• **Items from a dataset**:
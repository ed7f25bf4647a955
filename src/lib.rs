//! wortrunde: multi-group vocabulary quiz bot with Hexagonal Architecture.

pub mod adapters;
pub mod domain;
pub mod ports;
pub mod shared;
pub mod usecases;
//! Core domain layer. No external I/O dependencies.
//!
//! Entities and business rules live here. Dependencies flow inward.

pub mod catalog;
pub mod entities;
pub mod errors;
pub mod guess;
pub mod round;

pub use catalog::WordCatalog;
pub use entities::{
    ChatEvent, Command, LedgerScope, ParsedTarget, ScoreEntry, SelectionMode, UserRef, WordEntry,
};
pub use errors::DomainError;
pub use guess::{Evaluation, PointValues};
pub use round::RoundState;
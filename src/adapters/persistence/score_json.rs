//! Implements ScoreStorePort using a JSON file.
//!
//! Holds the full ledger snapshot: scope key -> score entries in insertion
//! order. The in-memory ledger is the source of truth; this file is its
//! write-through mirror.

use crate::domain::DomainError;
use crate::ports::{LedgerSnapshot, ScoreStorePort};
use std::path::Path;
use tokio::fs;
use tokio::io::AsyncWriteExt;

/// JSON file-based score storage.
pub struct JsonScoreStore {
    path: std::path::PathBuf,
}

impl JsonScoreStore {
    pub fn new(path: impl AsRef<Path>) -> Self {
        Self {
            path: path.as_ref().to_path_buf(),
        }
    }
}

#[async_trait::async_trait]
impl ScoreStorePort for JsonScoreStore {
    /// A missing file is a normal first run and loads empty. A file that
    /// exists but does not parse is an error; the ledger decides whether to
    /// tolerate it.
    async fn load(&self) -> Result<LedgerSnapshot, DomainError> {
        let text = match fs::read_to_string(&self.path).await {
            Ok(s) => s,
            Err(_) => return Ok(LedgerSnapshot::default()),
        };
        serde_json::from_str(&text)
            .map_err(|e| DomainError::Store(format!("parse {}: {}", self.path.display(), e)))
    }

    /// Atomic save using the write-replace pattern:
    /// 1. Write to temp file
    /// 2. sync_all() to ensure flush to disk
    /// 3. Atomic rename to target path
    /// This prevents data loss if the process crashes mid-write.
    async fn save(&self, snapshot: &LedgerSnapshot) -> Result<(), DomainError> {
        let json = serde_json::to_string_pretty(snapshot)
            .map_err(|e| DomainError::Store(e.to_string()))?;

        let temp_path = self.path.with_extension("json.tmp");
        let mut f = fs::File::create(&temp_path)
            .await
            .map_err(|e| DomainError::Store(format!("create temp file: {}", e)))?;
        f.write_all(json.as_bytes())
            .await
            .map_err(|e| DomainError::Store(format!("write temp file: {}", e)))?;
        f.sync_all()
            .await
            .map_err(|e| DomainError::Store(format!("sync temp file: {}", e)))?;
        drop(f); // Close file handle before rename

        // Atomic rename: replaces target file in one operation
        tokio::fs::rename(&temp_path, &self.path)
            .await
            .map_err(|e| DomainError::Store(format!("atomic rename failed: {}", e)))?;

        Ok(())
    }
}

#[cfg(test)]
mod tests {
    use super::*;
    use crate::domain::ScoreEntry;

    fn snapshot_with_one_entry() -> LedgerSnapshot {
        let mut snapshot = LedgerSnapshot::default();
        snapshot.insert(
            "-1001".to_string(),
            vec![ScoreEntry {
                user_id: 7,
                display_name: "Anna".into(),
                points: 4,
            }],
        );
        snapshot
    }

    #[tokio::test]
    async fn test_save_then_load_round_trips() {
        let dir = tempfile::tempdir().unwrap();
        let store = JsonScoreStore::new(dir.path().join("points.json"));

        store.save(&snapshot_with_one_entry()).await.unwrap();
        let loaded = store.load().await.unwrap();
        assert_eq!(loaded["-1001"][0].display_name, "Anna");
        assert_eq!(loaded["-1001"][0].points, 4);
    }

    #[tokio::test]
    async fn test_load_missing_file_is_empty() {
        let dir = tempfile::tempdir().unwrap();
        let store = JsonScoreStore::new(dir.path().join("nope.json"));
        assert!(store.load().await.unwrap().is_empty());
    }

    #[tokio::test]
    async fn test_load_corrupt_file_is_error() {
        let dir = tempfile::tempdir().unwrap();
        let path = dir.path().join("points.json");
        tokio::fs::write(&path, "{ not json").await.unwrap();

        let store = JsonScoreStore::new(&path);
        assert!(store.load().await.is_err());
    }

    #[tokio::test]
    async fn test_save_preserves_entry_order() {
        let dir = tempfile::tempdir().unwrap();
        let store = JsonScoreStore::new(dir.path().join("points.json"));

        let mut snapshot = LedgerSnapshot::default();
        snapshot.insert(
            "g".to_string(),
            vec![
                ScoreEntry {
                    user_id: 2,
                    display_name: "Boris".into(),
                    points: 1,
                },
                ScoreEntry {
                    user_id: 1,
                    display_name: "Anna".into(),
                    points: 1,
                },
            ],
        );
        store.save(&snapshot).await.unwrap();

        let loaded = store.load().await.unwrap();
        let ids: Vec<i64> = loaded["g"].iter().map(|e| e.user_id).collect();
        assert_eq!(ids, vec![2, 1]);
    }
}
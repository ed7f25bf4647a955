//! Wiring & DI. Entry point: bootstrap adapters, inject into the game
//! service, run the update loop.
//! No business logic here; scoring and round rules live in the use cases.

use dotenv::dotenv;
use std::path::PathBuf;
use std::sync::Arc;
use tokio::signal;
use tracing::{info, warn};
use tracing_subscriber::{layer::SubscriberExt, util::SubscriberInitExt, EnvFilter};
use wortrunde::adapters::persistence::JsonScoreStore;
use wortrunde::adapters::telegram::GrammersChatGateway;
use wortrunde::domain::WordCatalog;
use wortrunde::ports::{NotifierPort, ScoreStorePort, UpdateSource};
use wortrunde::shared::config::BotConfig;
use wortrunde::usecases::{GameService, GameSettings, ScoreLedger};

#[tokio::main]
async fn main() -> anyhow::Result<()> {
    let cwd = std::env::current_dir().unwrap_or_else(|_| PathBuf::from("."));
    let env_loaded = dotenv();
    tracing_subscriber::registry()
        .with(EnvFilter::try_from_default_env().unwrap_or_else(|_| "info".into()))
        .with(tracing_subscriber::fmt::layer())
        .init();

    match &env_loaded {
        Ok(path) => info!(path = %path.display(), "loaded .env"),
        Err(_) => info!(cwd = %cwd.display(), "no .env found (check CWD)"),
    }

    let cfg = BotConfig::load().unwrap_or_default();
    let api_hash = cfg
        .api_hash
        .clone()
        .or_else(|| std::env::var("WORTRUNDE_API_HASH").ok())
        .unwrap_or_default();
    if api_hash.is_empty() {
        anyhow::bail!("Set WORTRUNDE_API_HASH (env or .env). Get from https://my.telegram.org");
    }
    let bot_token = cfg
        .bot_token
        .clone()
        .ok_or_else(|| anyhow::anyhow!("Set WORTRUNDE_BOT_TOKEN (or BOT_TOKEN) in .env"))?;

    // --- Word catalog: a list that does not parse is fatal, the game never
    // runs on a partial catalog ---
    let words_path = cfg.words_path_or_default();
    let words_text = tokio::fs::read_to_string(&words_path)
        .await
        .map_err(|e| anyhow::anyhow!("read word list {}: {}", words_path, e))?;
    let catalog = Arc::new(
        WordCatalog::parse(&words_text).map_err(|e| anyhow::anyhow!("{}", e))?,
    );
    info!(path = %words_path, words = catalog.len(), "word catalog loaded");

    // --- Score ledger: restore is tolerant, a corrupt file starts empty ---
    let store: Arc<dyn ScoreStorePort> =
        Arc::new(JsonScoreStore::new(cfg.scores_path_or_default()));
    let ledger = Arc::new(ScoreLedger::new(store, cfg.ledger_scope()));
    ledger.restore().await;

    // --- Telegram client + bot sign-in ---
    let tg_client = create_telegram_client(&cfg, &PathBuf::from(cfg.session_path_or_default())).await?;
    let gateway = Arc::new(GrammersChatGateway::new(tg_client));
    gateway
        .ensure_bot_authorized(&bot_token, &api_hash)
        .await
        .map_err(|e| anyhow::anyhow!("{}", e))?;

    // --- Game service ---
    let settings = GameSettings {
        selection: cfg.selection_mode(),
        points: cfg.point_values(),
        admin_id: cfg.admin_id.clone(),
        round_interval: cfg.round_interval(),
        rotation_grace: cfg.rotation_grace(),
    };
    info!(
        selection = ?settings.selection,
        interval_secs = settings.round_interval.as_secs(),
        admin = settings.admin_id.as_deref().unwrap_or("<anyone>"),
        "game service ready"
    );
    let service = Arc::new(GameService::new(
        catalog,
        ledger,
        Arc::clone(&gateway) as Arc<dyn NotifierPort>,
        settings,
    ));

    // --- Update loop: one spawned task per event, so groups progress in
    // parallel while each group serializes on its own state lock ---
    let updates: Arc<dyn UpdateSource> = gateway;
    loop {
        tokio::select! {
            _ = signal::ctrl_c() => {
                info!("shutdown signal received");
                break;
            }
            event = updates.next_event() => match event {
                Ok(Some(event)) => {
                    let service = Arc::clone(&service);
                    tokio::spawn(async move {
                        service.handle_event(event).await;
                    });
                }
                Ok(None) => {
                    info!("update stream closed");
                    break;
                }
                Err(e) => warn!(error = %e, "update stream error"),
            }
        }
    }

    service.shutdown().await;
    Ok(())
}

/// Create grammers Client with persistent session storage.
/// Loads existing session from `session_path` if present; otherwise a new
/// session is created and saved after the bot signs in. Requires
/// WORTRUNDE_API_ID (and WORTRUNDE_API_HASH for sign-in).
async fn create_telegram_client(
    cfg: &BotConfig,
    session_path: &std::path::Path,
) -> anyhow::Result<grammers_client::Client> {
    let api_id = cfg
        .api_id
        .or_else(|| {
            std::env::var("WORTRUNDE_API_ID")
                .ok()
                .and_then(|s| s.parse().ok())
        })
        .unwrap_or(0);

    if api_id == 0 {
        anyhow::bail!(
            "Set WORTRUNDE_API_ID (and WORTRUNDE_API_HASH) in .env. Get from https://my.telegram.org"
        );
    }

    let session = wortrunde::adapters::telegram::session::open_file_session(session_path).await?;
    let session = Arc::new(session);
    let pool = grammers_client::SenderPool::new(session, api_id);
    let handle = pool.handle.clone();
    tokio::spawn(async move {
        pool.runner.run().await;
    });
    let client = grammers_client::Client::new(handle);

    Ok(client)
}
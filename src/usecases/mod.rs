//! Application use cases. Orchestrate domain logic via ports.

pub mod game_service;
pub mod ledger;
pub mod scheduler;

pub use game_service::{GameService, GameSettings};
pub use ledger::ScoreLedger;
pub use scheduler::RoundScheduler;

• **Work request**: Would you set down, word for word, the lines from the opening of the entries above through the line with "pub mod usecases;", both included, and no others?

• **Written reply**:
repository ed7f25bf4647a955
filename src/lib.rs
//! wortrunde: multi-group vocabulary quiz bot with Hexagonal Architecture.

pub mod adapters;
pub mod domain;
pub mod ports;
pub mod shared;
pub mod usecases;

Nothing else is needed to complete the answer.